• **Problem requirements**
Please print the entries below exactly, from the line with "#[cfg(test)]" through the line with "pub const POSTED: &str", including both of those lines and leaving out all others.

Stored data:
use crate::window::WindowConfig;

/// Initialization parameters for one wgpu context.
///
/// Keep this structure stable and minimal. Add configuration flags only when a
/// concrete platform or backend requirement exists.
#[derive(Debug, Clone)]
pub struct GpuInit {
    /// Prefer an sRGB surface format when available.
    pub prefer_srgb: bool,

    /// Present with vertical sync (FIFO).
    pub vsync: bool,

    /// MSAA sample count of the color target.
    pub samples: u32,

    /// Optional alpha mode preference for the surface.
    ///
    /// If provided but unsupported on the current surface, a supported mode is selected.
    pub alpha_mode: Option<wgpu::CompositeAlphaMode>,

    /// Required wgpu features.
    ///
    /// Favor an empty set for portability unless a feature is strictly necessary.
    pub required_features: wgpu::Features,

    /// Limits requested from the adapter/device.
    pub required_limits: wgpu::Limits,

    /// Desired maximum frame latency for the surface. A hint.
    pub desired_maximum_frame_latency: u32,
}

impl Default for GpuInit {
    fn default() -> Self {
        Self {
            prefer_srgb: true,
            vsync: true,
            samples: 1,
            alpha_mode: None,
            required_features: wgpu::Features::empty(),
            required_limits: wgpu::Limits::default(),
            desired_maximum_frame_latency: 2,
        }
    }
}

impl From<&WindowConfig> for GpuInit {
    fn from(config: &WindowConfig) -> Self {
        Self {
            prefer_srgb: config.prefer_srgb,
            vsync: config.vsync_enabled,
            samples: config.samples,
            ..Self::default()
        }
    }
}
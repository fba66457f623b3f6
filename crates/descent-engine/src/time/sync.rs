use std::time::Duration;

use super::clock::{Clock, SystemClock};
use super::frame_clock::{FrameClock, FrameTime};
use super::pacing;

/// Final stretch of each frame that is busy-waited instead of slept.
pub const DEFAULT_SPIN_WINDOW: Duration = Duration::from_millis(2);

/// Holds a render loop to a target frame rate.
///
/// `begin_frame` marks the frame start; `end_frame` waits until the
/// drift-corrected budget has elapsed. The measured begin-to-begin interval
/// feeds back into the next budget so the long-run average converges on
/// the target even when individual sleeps overshoot.
#[derive(Debug)]
pub struct FrameSynchronizer<C: Clock = SystemClock> {
    clock: C,
    frame: FrameClock,
    spin_window: Duration,
}

impl FrameSynchronizer<SystemClock> {
    pub fn new() -> Self {
        Self::with_clock(SystemClock)
    }
}

impl Default for FrameSynchronizer<SystemClock> {
    fn default() -> Self {
        Self::new()
    }
}

impl<C: Clock> FrameSynchronizer<C> {
    pub fn with_clock(clock: C) -> Self {
        Self {
            clock,
            frame: FrameClock::new(),
            spin_window: DEFAULT_SPIN_WINDOW,
        }
    }

    pub fn with_spin_window(mut self, spin_window: Duration) -> Self {
        self.spin_window = spin_window;
        self
    }

    pub fn frame_clock(&self) -> &FrameClock {
        &self.frame
    }

    pub fn clock(&self) -> &C {
        &self.clock
    }

    pub fn begin_frame(&mut self) -> FrameTime {
        let now = self.clock.now();
        self.frame.start_frame(now)
    }

    /// Blocks until the frame budget for `target_hz` has elapsed.
    ///
    /// Returns the time spent waiting. Non-positive or non-finite rates
    /// disable pacing and return immediately.
    pub fn end_frame(&mut self, target_hz: f64) -> Duration {
        let interval = pacing::interval_for(target_hz);
        self.frame.set_interval(interval);

        let (Some(interval), Some(start)) = (interval, self.frame.frame_start()) else {
            return Duration::ZERO;
        };

        let entered = self.clock.now();
        let elapsed = entered.saturating_duration_since(start);
        let plan = pacing::plan_wait(elapsed, interval, self.frame.drift_nanos(), self.spin_window);
        if plan.is_none() {
            return Duration::ZERO;
        }

        if !plan.sleep.is_zero() {
            self.clock.sleep(plan.sleep);
        }
        // Deadline is at most two intervals past `start`.
        while self.clock.now().saturating_duration_since(start) < plan.deadline {
            self.clock.spin();
        }

        self.clock.now().saturating_duration_since(entered)
    }
}
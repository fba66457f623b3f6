use super::engine::Engine;

type Job = Box<dyn FnOnce(&mut Engine) + Send>;

/// Results of background work waiting to run on the engine thread.
///
/// Drained once per iteration, before event dispatch. Draining takes only
/// what was queued when it started, so a job that posts another job
/// cannot stall the loop.
pub struct HandoffQueue {
    tx: flume::Sender<Job>,
    rx: flume::Receiver<Job>,
}

impl HandoffQueue {
    pub fn new() -> Self {
        let (tx, rx) = flume::unbounded();
        Self { tx, rx }
    }

    pub fn sender(&self) -> HandoffSender {
        HandoffSender {
            tx: self.tx.clone(),
        }
    }

    pub fn pending(&self) -> usize {
        self.rx.len()
    }

    /// Jobs queued so far. Never blocks.
    pub(crate) fn take_ready(&self) -> Vec<Job> {
        let ready = self.rx.len();
        self.rx.try_iter().take(ready).collect()
    }
}

impl Default for HandoffQueue {
    fn default() -> Self {
        Self::new()
    }
}

/// Posts jobs to an engine from any thread.
#[derive(Clone)]
pub struct HandoffSender {
    tx: flume::Sender<Job>,
}

impl HandoffSender {
    /// Queues `job` for the next iteration. Returns false once the engine
    /// is gone.
    pub fn post<F>(&self, job: F) -> bool
    where
        F: FnOnce(&mut Engine) + Send + 'static,
    {
        self.tx.send(Box::new(job)).is_ok()
    }
}

#[cfg(test)]
mod tests {
    use super::*;

    #[test]
    fn take_ready_only_returns_what_was_queued() {
        let queue = HandoffQueue::new();
        let sender = queue.sender();
        assert!(sender.post(|_| {}));
        assert!(sender.post(|_| {}));
        assert_eq!(queue.pending(), 2);

        let ready = queue.take_ready();
        assert_eq!(ready.len(), 2);
        assert_eq!(queue.pending(), 0);
        assert!(queue.take_ready().is_empty());
    }

    #[test]
    fn post_fails_after_queue_is_dropped() {
        let queue = HandoffQueue::new();
        let sender = queue.sender();
        drop(queue);
        assert!(!sender.post(|_| {}));
    }
}
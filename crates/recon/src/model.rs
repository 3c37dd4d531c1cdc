use std::fmt;
use std::str::FromStr;

use serde::Serialize;

use crate::store::{Row, TableId};

/// Status marker for a reconciled submission. Also filtered out of name
/// lists, where it shows up when the status column leaks into a name slot.
pub const POSTED: &str = "Posted";

/// Header written when posting into an empty ledger.
pub const LEDGER_HEADER: [&str; 7] = ["EventId", "Date", "MemberName", "MemberId", "Nights", "Miles", "Service"];

// ---------------------------------------------------------------------------
// Quantity
// ---------------------------------------------------------------------------

/// Non-negative count of nights, miles or service hours.
#[derive(Debug, Clone, Copy, PartialEq, PartialOrd, Default, Serialize)]
#[serde(transparent)]
pub struct Quantity(f64);

impl Quantity {
    pub const ZERO: Quantity = Quantity(0.0);

    /// `None` for negative or non-finite values.
    pub fn new(value: f64) -> Option<Self> {
        if !value.is_finite() || value < 0.0 {
            return None;
        }
        // Fold -0.0 so it prints as "0".
        Some(Self(if value == 0.0 { 0.0 } else { value }))
    }

    pub fn value(self) -> f64 {
        self.0
    }
}

#[derive(Debug, Clone, PartialEq, Eq, thiserror::Error)]
#[error("'{0}' is not a non-negative number")]
pub struct QuantityError(pub String);

impl FromStr for Quantity {
    type Err = QuantityError;

    fn from_str(s: &str) -> Result<Self, Self::Err> {
        s.trim()
            .parse::<f64>()
            .ok()
            .and_then(Quantity::new)
            .ok_or_else(|| QuantityError(s.to_string()))
    }
}

/// Shortest decimal form of the value: "2" not "2.0", "1.5" for "1.50",
/// "1000" for "1e3". Ledger cells never echo the submitted text.
impl fmt::Display for Quantity {
    fn fmt(&self, f: &mut fmt::Formatter<'_>) -> fmt::Result {
        write!(f, "{}", self.0)
    }
}

// ---------------------------------------------------------------------------
// Reference records
// ---------------------------------------------------------------------------

#[derive(Debug, Clone, PartialEq, Serialize)]
pub struct ActivityRecord {
    pub id: String,
    pub date: String,
    pub nights: Quantity,
    pub service: Quantity,
    pub miles: Quantity,
}

#[derive(Debug, Clone, PartialEq, Eq, Serialize)]
pub struct MemberRecord {
    pub id: String,
    pub display_name: String,
}

// ---------------------------------------------------------------------------
// Output
// ---------------------------------------------------------------------------

/// One finalized ledger line.
#[derive(Debug, Clone, PartialEq, Serialize)]
pub struct AttendanceRecord {
    pub event_id: String,
    pub event_date: String,
    pub member_name: String,
    pub member_id: String,
    pub nights: Quantity,
    pub miles: Quantity,
    pub service: Quantity,
}

impl AttendanceRecord {
    /// Ledger column order: EventId, Date, MemberName, MemberId, Nights, Miles, Service.
    pub fn to_row(&self) -> Row {
        vec![
            self.event_id.clone(),
            self.event_date.clone(),
            self.member_name.clone(),
            self.member_id.clone(),
            self.nights.to_string(),
            self.miles.to_string(),
            self.service.to_string(),
        ]
    }
}

// ---------------------------------------------------------------------------
// Diagnostics
// ---------------------------------------------------------------------------

#[derive(Debug, Clone, Copy, PartialEq, Eq, Serialize)]
#[serde(rename_all = "snake_case")]
pub enum OverrideField {
    Nights,
    Miles,
    Service,
}

impl fmt::Display for OverrideField {
    fn fmt(&self, f: &mut fmt::Formatter<'_>) -> fmt::Result {
        match self {
            Self::Nights => write!(f, "nights"),
            Self::Miles => write!(f, "miles"),
            Self::Service => write!(f, "service"),
        }
    }
}

#[derive(Debug, Clone, Copy, PartialEq, Eq, Serialize)]
#[serde(rename_all = "snake_case")]
pub enum Severity {
    Warning,
    Error,
}

/// A per-row problem found while loading or reconciling. Rows are 1-based
/// sheet row numbers (header = row 1).
#[derive(Debug, Clone, PartialEq, Eq, Serialize)]
#[serde(tag = "kind", rename_all = "snake_case")]
pub enum Diagnostic {
    /// Activity key not in the catalog; the submission stays pending.
    UnresolvedActivity { row: usize, key: String },
    /// Name not in the roster; sibling names still post.
    UnresolvedMember { row: usize, name: String },
    /// Override cell is not a non-negative number; the submission stays pending.
    InvalidOverride { row: usize, field: OverrideField, value: String },
    /// Reference row skipped or partly read while building a lookup map.
    MalformedReferenceRow { table: TableId, row: usize, reason: String },
}

impl Diagnostic {
    pub fn severity(&self) -> Severity {
        match self {
            Self::UnresolvedActivity { .. } | Self::InvalidOverride { .. } => Severity::Error,
            Self::UnresolvedMember { .. } | Self::MalformedReferenceRow { .. } => Severity::Warning,
        }
    }

    pub fn row(&self) -> usize {
        match self {
            Self::UnresolvedActivity { row, .. }
            | Self::UnresolvedMember { row, .. }
            | Self::InvalidOverride { row, .. }
            | Self::MalformedReferenceRow { row, .. } => *row,
        }
    }

    /// Emit through the `log` facade at the diagnostic's severity.
    pub fn log(&self) {
        match self.severity() {
            Severity::Error => log::error!("{self}"),
            Severity::Warning => log::warn!("{self}"),
        }
    }
}

impl fmt::Display for Diagnostic {
    fn fmt(&self, f: &mut fmt::Formatter<'_>) -> fmt::Result {
        match self {
            Self::UnresolvedActivity { row, key } => {
                write!(f, "row {row}: activity key '{key}' not found")
            }
            Self::UnresolvedMember { row, name } => {
                write!(f, "row {row}: member '{name}' not found in roster")
            }
            Self::InvalidOverride { row, field, value } => {
                write!(f, "row {row}: {field} override '{value}' is not a non-negative number")
            }
            Self::MalformedReferenceRow { table, row, reason } => {
                write!(f, "{table} row {row}: {reason}")
            }
        }
    }
}

// ---------------------------------------------------------------------------
// Summary + Report
// ---------------------------------------------------------------------------

#[derive(Debug, Clone, Default, PartialEq, Eq, Serialize)]
pub struct BatchSummary {
    /// Submissions not yet posted, blank rows included.
    pub pending_rows: usize,
    pub skipped_empty: usize,
    pub posted_rows: usize,
    pub records: usize,
    pub unresolved_activities: usize,
    pub unresolved_members: usize,
    pub invalid_overrides: usize,
    pub reference_warnings: usize,
}

impl BatchSummary {
    /// Count diagnostics by kind into the summary.
    pub fn tally(&mut self, diagnostics: &[Diagnostic]) {
        for d in diagnostics {
            match d {
                Diagnostic::UnresolvedActivity { .. } => self.unresolved_activities += 1,
                Diagnostic::UnresolvedMember { .. } => self.unresolved_members += 1,
                Diagnostic::InvalidOverride { .. } => self.invalid_overrides += 1,
                Diagnostic::MalformedReferenceRow { .. } => self.reference_warnings += 1,
            }
        }
    }

    /// Rows the operator has to look at: pending submissions or dropped names.
    pub fn has_unresolved(&self) -> bool {
        self.unresolved_activities > 0 || self.unresolved_members > 0 || self.invalid_overrides > 0
    }
}

#[derive(Debug, Clone, Serialize)]
pub struct ReportMeta {
    pub config_name: String,
    pub engine_version: String,
    pub run_at: String,
    pub dry_run: bool,
}

#[derive(Debug, Clone, Serialize)]
pub struct BatchReport {
    pub meta: ReportMeta,
    pub summary: BatchSummary,
    /// Sheet row numbers marked posted, in row order.
    pub posted_rows: Vec<usize>,
    pub records: Vec<AttendanceRecord>,
    pub diagnostics: Vec<Diagnostic>,
}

• **Result of the task**
#[cfg(test)]
mod tests {
    use super::*;

    #[test]
    fn take_ready_only_returns_what_was_queued() {
        let queue = HandoffQueue::new();
        let sender = queue.sender();
        assert!(sender.post(|_| {}));
        assert!(sender.post(|_| {}));
        assert_eq!(queue.pending(), 2);

        let ready = queue.take_ready();
        assert_eq!(ready.len(), 2);
        assert_eq!(queue.pending(), 0);
        assert!(queue.take_ready().is_empty());
    }

    #[test]
    fn post_fails_after_queue_is_dropped() {
        let queue = HandoffQueue::new();
        let sender = queue.sender();
        drop(queue);
        assert!(!sender.post(|_| {}));
    }
}
filename crates/recon/src/model.rs
repository 3c37dd4d531c1cdc
use std::fmt;
use std::str::FromStr;

use serde::Serialize;

use crate::store::{Row, TableId};

/// Status marker for a reconciled submission. Also filtered out of name
/// lists, where it shows up when the status column leaks into a name slot.
pub const POSTED: &str = "Posted";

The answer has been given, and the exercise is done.